Lisa Spiro's Electronic Text Evaluation Tips

Quality of the scanning

Is the complete page captured? Is the image skewed or distorted? Is the image of sufficient resolution?

Quality of the OCR/text conversion

Is full text provided? What method was used to produce the text–double-keying or OCR? How accurate is the text? Are the texts marked up in TEI (Text Encoding Initiative)? Are words joined across line breaks? Are running heads preserved?

Quality of the metadata

Is the bibliographic information accurate? Is it clear what edition you are looking at?
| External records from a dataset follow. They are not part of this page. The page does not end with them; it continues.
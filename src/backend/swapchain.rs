// Swapchain support
//
// What a swapchain on the selected device and surface could look like:
// supported formats, present modes and extent limits, plus the choice we
// would make from them. Creating the swapchain itself is left to the
// renderer built on top of this.

use super::error::Result;
use super::surface::Surface;
use ash::vk;

/// Surface capabilities of one physical device.
#[derive(Debug, Clone)]
pub struct SwapchainSupport {
    pub capabilities: vk::SurfaceCapabilitiesKHR,
    pub formats: Vec<vk::SurfaceFormatKHR>,
    pub present_modes: Vec<vk::PresentModeKHR>,
}

/// The settings a swapchain would be created with.
#[derive(Debug, Clone, Copy, PartialEq, Eq)]
pub struct SwapchainConfig {
    pub format: vk::SurfaceFormatKHR,
    pub present_mode: vk::PresentModeKHR,
    pub extent: vk::Extent2D,
    pub image_count: u32,
}

impl SwapchainSupport {
    pub fn query(surface: &Surface, physical_device: vk::PhysicalDevice) -> Result<Self> {
        let loader = surface.loader();
        let handle = surface.handle();

        let capabilities =
            unsafe { loader.get_physical_device_surface_capabilities(physical_device, handle) }?;
        let formats =
            unsafe { loader.get_physical_device_surface_formats(physical_device, handle) }?;
        let present_modes =
            unsafe { loader.get_physical_device_surface_present_modes(physical_device, handle) }?;

        Ok(Self {
            capabilities,
            formats,
            present_modes,
        })
    }

    pub fn is_adequate(&self) -> bool {
        !self.formats.is_empty() && !self.present_modes.is_empty()
    }

    /// Pick format, present mode, extent and image count for a window of
    /// `width` x `height`. `None` if the surface has no formats.
    pub fn configure(
        &self,
        preferred_mode: vk::PresentModeKHR,
        width: u32,
        height: u32,
    ) -> Option<SwapchainConfig> {
        let format = choose_surface_format(&self.formats)?;
        Some(SwapchainConfig {
            format,
            present_mode: choose_present_mode(&self.present_modes, preferred_mode),
            extent: choose_extent(&self.capabilities, width, height),
            image_count: choose_image_count(&self.capabilities),
        })
    }
}

/// Prefer SRGB, otherwise whatever the surface lists first.
pub fn choose_surface_format(formats: &[vk::SurfaceFormatKHR]) -> Option<vk::SurfaceFormatKHR> {
    formats
        .iter()
        .find(|f| {
            f.format == vk::Format::B8G8R8A8_SRGB
                && f.color_space == vk::ColorSpaceKHR::SRGB_NONLINEAR
        })
        .or_else(|| formats.first())
        .copied()
}

/// The preferred mode if supported, else FIFO.
pub fn choose_present_mode(
    modes: &[vk::PresentModeKHR],
    preferred: vk::PresentModeKHR,
) -> vk::PresentModeKHR {
    if modes.contains(&preferred) {
        preferred
    } else {
        vk::PresentModeKHR::FIFO // FIFO is always supported
    }
}

/// The surface's own extent, or the window size clamped to its limits when
/// the surface leaves it to us (current width of u32::MAX).
pub fn choose_extent(caps: &vk::SurfaceCapabilitiesKHR, width: u32, height: u32) -> vk::Extent2D {
    if caps.current_extent.width != u32::MAX {
        caps.current_extent
    } else {
        vk::Extent2D {
            width: width.clamp(caps.min_image_extent.width, caps.max_image_extent.width),
            height: height.clamp(caps.min_image_extent.height, caps.max_image_extent.height),
        }
    }
}

/// One more than the minimum, capped by the maximum (0 means no maximum).
pub fn choose_image_count(caps: &vk::SurfaceCapabilitiesKHR) -> u32 {
    let count = caps.min_image_count + 1;
    if caps.max_image_count > 0 && count > caps.max_image_count {
        caps.max_image_count
    } else {
        count
    }
}

#[cfg(test)]
mod tests {
    use super::*;

    fn format(format: vk::Format, color_space: vk::ColorSpaceKHR) -> vk::SurfaceFormatKHR {
        vk::SurfaceFormatKHR {
            format,
            color_space,
        }
    }

    fn caps(current: (u32, u32), min: (u32, u32), max: (u32, u32)) -> vk::SurfaceCapabilitiesKHR {
        vk::SurfaceCapabilitiesKHR {
            current_extent: vk::Extent2D {
                width: current.0,
                height: current.1,
            },
            min_image_extent: vk::Extent2D {
                width: min.0,
                height: min.1,
            },
            max_image_extent: vk::Extent2D {
                width: max.0,
                height: max.1,
            },
            min_image_count: 2,
            max_image_count: 3,
            ..Default::default()
        }
    }

    #[test]
    fn srgb_format_is_preferred() {
        let formats = [
            format(vk::Format::R8G8B8A8_UNORM, vk::ColorSpaceKHR::SRGB_NONLINEAR),
            format(vk::Format::B8G8R8A8_SRGB, vk::ColorSpaceKHR::SRGB_NONLINEAR),
        ];
        assert_eq!(choose_surface_format(&formats), Some(formats[1]));
    }

    #[test]
    fn first_format_is_the_fallback() {
        let formats = [
            format(vk::Format::R8G8B8A8_UNORM, vk::ColorSpaceKHR::SRGB_NONLINEAR),
            format(vk::Format::B8G8R8A8_UNORM, vk::ColorSpaceKHR::SRGB_NONLINEAR),
        ];
        assert_eq!(choose_surface_format(&formats), Some(formats[0]));
        assert_eq!(choose_surface_format(&[]), None);
    }

    #[test]
    fn unsupported_present_mode_falls_back_to_fifo() {
        let modes = [vk::PresentModeKHR::FIFO, vk::PresentModeKHR::MAILBOX];
        assert_eq!(
            choose_present_mode(&modes, vk::PresentModeKHR::MAILBOX),
            vk::PresentModeKHR::MAILBOX
        );
        assert_eq!(
            choose_present_mode(&modes, vk::PresentModeKHR::IMMEDIATE),
            vk::PresentModeKHR::FIFO
        );
    }

    #[test]
    fn extent_follows_surface_unless_left_open() {
        let fixed = caps((800, 600), (1, 1), (4096, 4096));
        assert_eq!(
            choose_extent(&fixed, 1920, 1080),
            vk::Extent2D {
                width: 800,
                height: 600
            }
        );

        let open = caps((u32::MAX, u32::MAX), (100, 100), (1000, 1000));
        assert_eq!(
            choose_extent(&open, 1920, 50),
            vk::Extent2D {
                width: 1000,
                height: 100
            }
        );
    }

    #[test]
    fn image_count_is_capped() {
        let mut c = caps((1, 1), (1, 1), (1, 1));
        assert_eq!(choose_image_count(&c), 3);
        c.max_image_count = 2;
        assert_eq!(choose_image_count(&c), 2);
        c.max_image_count = 0;
        assert_eq!(choose_image_count(&c), 3);
    }

    #[test]
    fn configure_needs_a_format() {
        let support = SwapchainSupport {
            capabilities: caps((640, 480), (1, 1), (4096, 4096)),
            formats: vec![],
            present_modes: vec![vk::PresentModeKHR::FIFO],
        };
        assert!(!support.is_adequate());
        assert_eq!(support.configure(vk::PresentModeKHR::FIFO, 640, 480), None);

        let support = SwapchainSupport {
            formats: vec![format(vk::Format::B8G8R8A8_SRGB, vk::ColorSpaceKHR::SRGB_NONLINEAR)],
            ..support
        };
        let config = support
            .configure(vk::PresentModeKHR::MAILBOX, 640, 480)
            .unwrap();
        assert_eq!(config.present_mode, vk::PresentModeKHR::FIFO);
        assert_eq!(config.extent.width, 640);
        assert_eq!(config.image_count, 3);
    }
}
If there are multiple volumes, do you know which volume you are getting and how to locate the other volume(s)?

Terms of use

What are you legally able to do with the digitized work? Can you download the full-text and use tools to analyze it? Is the content freely and openly available, or do you have to pay for use?

Convenience

Can you easily download the text and store it in your own collection? How much work do you have to do to convert the text into a format appropriate for use with text analysis tools? How hard is it to find the electronic text in the first place? Is there a Zotero translator for the collection?

Reputation

Is the digital archive well-regarded in the scholarly community? If you cited the archive in your bibliography, would fellow researchers question your decision? Does the archive provide clear information about its process for selecting, digitizing, and preserving texts?

From Lisa Spiro, "Evaluating the Quality of Electronic Texts," Digital Scholarship in the Humanities, May 2008.